» PROBLEM REQUIREMENTS: The reply should hold every record, copied exactly.

(Stored items)
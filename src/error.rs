//! Unified error type for the smart lock public API
//!
//! The protocol and crypto crates keep their domain-specific errors. This
//! type folds them into the result codes a lock reports back to a client.
//!
//! # Example
//!
//! ```no_run
//! use smartlock::LockError;
//!
//! fn handle_write() -> Result<(), LockError> {
//!     // All lock operations return LockError
//!     // Codec and crypto errors are converted automatically
//!     Ok(())
//! }
//! ```

use crate::store::StoreError;
use smartlock_crypto::{CryptoError, HmacError, KeyError};
use smartlock_protocol::ProtocolError;
use thiserror::Error;
use uuid::Uuid;

/// Unified error type for all lock operations
///
/// # Error Categories
///
/// - **Malformed**: the request could not be decoded; drop it
/// - **Authentication**: the tag did not verify, or the message is stale or replayed
/// - **Authorization**: the key exists but may not perform the operation
/// - **State**: the lock is not in a state where the request makes sense
#[derive(Debug, Error)]
pub enum LockError {
    /// Malformed, short or oversized buffer
    #[error("Invalid data: {0}")]
    InvalidData(String),

    /// HMAC mismatch, stale timestamp or replayed nonce
    #[error("Invalid authentication")]
    InvalidAuthentication,

    #[error("Encryption failed: {0}")]
    Encryption(String),

    #[error("Decryption failed: {0}")]
    Decryption(String),

    /// A state precondition does not hold
    #[error("Could not complete request: {0}")]
    CouldNotComplete(String),

    /// The authenticated key may not perform this operation
    #[error("Key {key} is not authorized to {action}")]
    NotAuthorized { key: Uuid, action: &'static str },

    #[error("Unknown key {0}")]
    UnknownKey(Uuid),

    /// The invitation or schedule is past its expiration
    #[error("Key {0} has expired")]
    Expired(Uuid),

    #[error("Configuration error: {0}")]
    Config(String),

    #[error("Store error: {0}")]
    Store(#[from] StoreError),

    #[error("Invitation error: {0}")]
    Invitation(#[from] serde_json::Error),
}

impl LockError {
    /// Returns true if the error is potentially retryable
    ///
    /// Protocol failures are terminal for the request that caused them; a
    /// client must compose a new request with a fresh nonce instead.
    pub fn is_retryable(&self) -> bool {
        matches!(self, Self::Store(StoreError::Poisoned))
    }

    /// Returns a suggestion for resolving this error
    pub fn suggestion(&self) -> Option<&str> {
        match self {
            Self::InvalidAuthentication => {
                Some("Check that the key secret matches and the device clock is correct")
            }
            Self::NotAuthorized { .. } => {
                Some("Ask an owner or administrator for a key with the required permission")
            }
            Self::UnknownKey(_) => Some("The key may have been removed; request a new invitation"),
            Self::Expired(_) => Some("Request a new invitation from the lock administrator"),
            Self::CouldNotComplete(_) => Some("Read the lock information to check its status"),
            _ => None,
        }
    }

    /// Returns an error code for programmatic error handling
    pub fn error_code(&self) -> &'static str {
        match self {
            Self::InvalidData(_) | Self::Invitation(_) => "INVALID_DATA",
            Self::InvalidAuthentication => "INVALID_AUTHENTICATION",
            Self::Encryption(_) => "ENCRYPTION_ERROR",
            Self::Decryption(_) => "DECRYPTION_ERROR",
            Self::CouldNotComplete(_) => "COULD_NOT_COMPLETE",
            Self::NotAuthorized { .. } => "NOT_AUTHORIZED",
            Self::UnknownKey(_) => "UNKNOWN_KEY",
            Self::Expired(_) => "EXPIRED",
            Self::Config(_) => "CONFIG_ERROR",
            Self::Store(_) => "STORE_ERROR",
        }
    }

    /// Returns true if the request was well formed but not allowed
    pub fn is_authorization_error(&self) -> bool {
        matches!(
            self,
            Self::NotAuthorized { .. } | Self::UnknownKey(_) | Self::Expired(_)
        )
    }

    /// Returns true if the request could not be decoded
    pub fn is_malformed(&self) -> bool {
        matches!(self, Self::InvalidData(_) | Self::Invitation(_))
    }
}

impl From<ProtocolError> for LockError {
    fn from(e: ProtocolError) -> Self {
        LockError::InvalidData(e.to_string())
    }
}

impl From<CryptoError> for LockError {
    fn from(e: CryptoError) -> Self {
        match e {
            CryptoError::InvalidAuthentication => LockError::InvalidAuthentication,
            CryptoError::Encryption(message) => LockError::Encryption(message),
            CryptoError::Decryption(message) => LockError::Decryption(message),
            CryptoError::InvalidData(message) => LockError::InvalidData(message),
            CryptoError::Key(e) => e.into(),
            CryptoError::Hmac(e) => e.into(),
        }
    }
}

impl From<KeyError> for LockError {
    fn from(e: KeyError) -> Self {
        LockError::InvalidData(e.to_string())
    }
}

impl From<HmacError> for LockError {
    fn from(e: HmacError) -> Self {
        LockError::Encryption(e.to_string())
    }
}
use crate::hmac::HmacError;
use crate::types::KeyError;
use smartlock_protocol::ProtocolError;
use thiserror::Error;

#[derive(Debug, Clone, PartialEq, Eq, Error)]
pub enum CryptoError {
    /// The authentication tag does not verify under the supplied key
    #[error("Invalid authentication")]
    InvalidAuthentication,

    #[error("Encryption failed: {0}")]
    Encryption(String),

    #[error("Decryption failed: {0}")]
    Decryption(String),

    #[error("Invalid data: {0}")]
    InvalidData(String),

    #[error(transparent)]
    Key(#[from] KeyError),

    #[error(transparent)]
    Hmac(#[from] HmacError),
}

impl From<ProtocolError> for CryptoError {
    fn from(e: ProtocolError) -> Self {
        CryptoError::InvalidData(e.to_string())
    }
}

» THE COMPLETED TASK:
filename src/error.rs
//! Unified error type for the smart lock public API
//!
//! The protocol and crypto crates keep their domain-specific errors. This
//! type folds them into the result codes a lock reports back to a client.
//!
//! # Example
//!
//! ```no_run
//! use smartlock::LockError;
//!
//! fn handle_write() -> Result<(), LockError> {
//!     // All lock operations return LockError
//!     // Codec and crypto errors are converted automatically
//!     Ok(())
//! }
//! ```

use crate::store::StoreError;
use smartlock_crypto::{CryptoError, HmacError, KeyError};
use smartlock_protocol::ProtocolError;
use thiserror::Error;
use uuid::Uuid;

/// Unified error type for all lock operations
///
/// # Error Categories
///
/// - **Malformed**: the request could not be decoded; drop it
/// - **Authentication**: the tag did not verify, or the message is stale or replayed
/// - **Authorization**: the key exists but may not perform the operation
/// - **State**: the lock is not in a state where the request makes sense
#[derive(Debug, Error)]
pub enum LockError {
    /// Malformed, short or oversized buffer
    #[error("Invalid data: {0}")]
    InvalidData(String),

    /// HMAC mismatch, stale timestamp or replayed nonce
    #[error("Invalid authentication")]
    InvalidAuthentication,

    #[error("Encryption failed: {0}")]
    Encryption(String),

    #[error("Decryption failed: {0}")]
    Decryption(String),

    /// A state precondition does not hold
    #[error("Could not complete request: {0}")]
    CouldNotComplete(String),

    /// The authenticated key may not perform this operation
    #[error("Key {key} is not authorized to {action}")]
    NotAuthorized { key: Uuid, action: &'static str },

    #[error("Unknown key {0}")]
    UnknownKey(Uuid),

    /// The invitation or schedule is past its expiration
    #[error("Key {0} has expired")]
    Expired(Uuid),

    #[error("Configuration error: {0}")]
    Config(String),

    #[error("Store error: {0}")]
    Store(#[from] StoreError),

    #[error("Invitation error: {0}")]
    Invitation(#[from] serde_json::Error),
}

impl LockError {
    /// Returns true if the error is potentially retryable
    ///
    /// Protocol failures are terminal for the request that caused them; a
    /// client must compose a new request with a fresh nonce instead.
    pub fn is_retryable(&self) -> bool {
        matches!(self, Self::Store(StoreError::Poisoned))
    }

    /// Returns a suggestion for resolving this error
    pub fn suggestion(&self) -> Option<&str> {
        match self {
            Self::InvalidAuthentication => {
                Some("Check that the key secret matches and the device clock is correct")
            }
            Self::NotAuthorized { .. } => {
                Some("Ask an owner or administrator for a key with the required permission")
            }
            Self::UnknownKey(_) => Some("The key may have been removed; request a new invitation"),
            Self::Expired(_) => Some("Request a new invitation from the lock administrator"),
            Self::CouldNotComplete(_) => Some("Read the lock information to check its status"),
            _ => None,
        }
    }

    /// Returns an error code for programmatic error handling
    pub fn error_code(&self) -> &'static str {
        match self {
            Self::InvalidData(_) | Self::Invitation(_) => "INVALID_DATA",
            Self::InvalidAuthentication => "INVALID_AUTHENTICATION",
            Self::Encryption(_) => "ENCRYPTION_ERROR",
            Self::Decryption(_) => "DECRYPTION_ERROR",
            Self::CouldNotComplete(_) => "COULD_NOT_COMPLETE",
            Self::NotAuthorized { .. } => "NOT_AUTHORIZED",
            Self::UnknownKey(_) => "UNKNOWN_KEY",
            Self::Expired(_) => "EXPIRED",
            Self::Config(_) => "CONFIG_ERROR",
            Self::Store(_) => "STORE_ERROR",
        }
    }

    /// Returns true if the request was well formed but not allowed
    pub fn is_authorization_error(&self) -> bool {
        matches!(
            self,
            Self::NotAuthorized { .. } | Self::UnknownKey(_) | Self::Expired(_)
        )
    }

    /// Returns true if the request could not be decoded
    pub fn is_malformed(&self) -> bool {
        matches!(self, Self::InvalidData(_) | Self::Invitation(_))
    }
}

impl From<ProtocolError> for LockError {
    fn from(e: ProtocolError) -> Self {
        LockError::InvalidData(e.to_string())
    }
}

impl From<CryptoError> for LockError {
    fn from(e: CryptoError) -> Self {
        match e {
            CryptoError::InvalidAuthentication => LockError::InvalidAuthentication,
            CryptoError::Encryption(message) => LockError::Encryption(message),
            CryptoError::Decryption(message) => LockError::Decryption(message),
            CryptoError::InvalidData(message) => LockError::InvalidData(message),
            CryptoError::Key(e) => e.into(),
            CryptoError::Hmac(e) => e.into(),
        }
    }
}

impl From<KeyError> for LockError {
    fn from(e: KeyError) -> Self {
        LockError::InvalidData(e.to_string())
    }
}

impl From<HmacError> for LockError {
    fn from(e: HmacError) -> Self {
        LockError::Encryption(e.to_string())
    }
}
use crate::hmac::HmacError;
use crate::types::KeyError;
use smartlock_protocol::ProtocolError;
use thiserror::Error;

#[derive(Debug, Clone, PartialEq, Eq, Error)]
pub enum CryptoError {
    /// The authentication tag does not verify under the supplied key
    #[error("Invalid authentication")]
    InvalidAuthentication,

    #[error("Encryption failed: {0}")]
    Encryption(String),

    #[error("Decryption failed: {0}")]
    Decryption(String),

    #[error("Invalid data: {0}")]
    InvalidData(String),

    #[error(transparent)]
    Key(#[from] KeyError),

    #[error(transparent)]
    Hmac(#[from] HmacError),
}

impl From<ProtocolError> for CryptoError {
    fn from(e: ProtocolError) -> Self {
        CryptoError::InvalidData(e.to_string())
    }
}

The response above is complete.